=== Work instructions ===
Produce exactly the lines starting at the one containing "self.format" and ending at the last line of the material, with nothing added.

=== Input data ===
fn build_client(config: &HttpClientConfig) -> anyhow::Result<reqwest::Client> {
    let mut builder = reqwest::Client::builder()
        .gzip(true)
        .brotli(true)
        .connect_timeout(config.connect_timeout)
        .timeout(config.timeout);
    if let Some(user_agent) = &config.user_agent {
        builder = builder.user_agent(user_agent.clone());
    }
    builder.build().context("building reqwest client")
}

#[derive(Debug, Clone, Default, PartialEq, Eq, Serialize, Deserialize)]
pub struct DatasetResource {
    #[serde(default)]
    pub name: Option<String>,
    #[serde(default)]
    pub description: Option<String>,
    #[serde(default)]
    pub format: Option<String>,
    #[serde(default)]
    pub url: Option<String>,
}

impl DatasetResource {
    pub fn display_name(&self) -> &str {
        self.name
            .as_deref()
            .or(self.url.as_deref())
            .unwrap_or("<unnamed resource>")
    }

    pub fn normalized_format(&self) -> String {
        self.format
            .as_deref()
            .unwrap_or_default()
            .trim()
            .to_ascii_lowercase()
    }

    pub fn is_supported(&self) -> bool {
        SUPPORTED_FORMATS.contains(&self.normalized_format().as_str())
    }

    pub fn is_zip(&self) -> bool {
        self.normalized_format() == "zip"
    }
}

#[derive(Debug, Clone, Default, Serialize, Deserialize)]
pub struct DatasetMetadata {
    #[serde(default)]
    pub id: Option<String>,
    #[serde(default)]
    pub title: Option<String>,
    #[serde(default)]
    pub resources: Vec<DatasetResource>,
}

=== Task answer ===
        self.format
            .as_deref()
            .unwrap_or_default()
            .trim()
            .to_ascii_lowercase()
    }

    pub fn is_supported(&self) -> bool {
        SUPPORTED_FORMATS.contains(&self.normalized_format().as_str())
    }

    pub fn is_zip(&self) -> bool {
        self.normalized_format() == "zip"
    }
}

#[derive(Debug, Clone, Default, Serialize, Deserialize)]
pub struct DatasetMetadata {
    #[serde(default)]
    pub id: Option<String>,
    #[serde(default)]
    pub title: Option<String>,
    #[serde(default)]
    pub resources: Vec<DatasetResource>,
}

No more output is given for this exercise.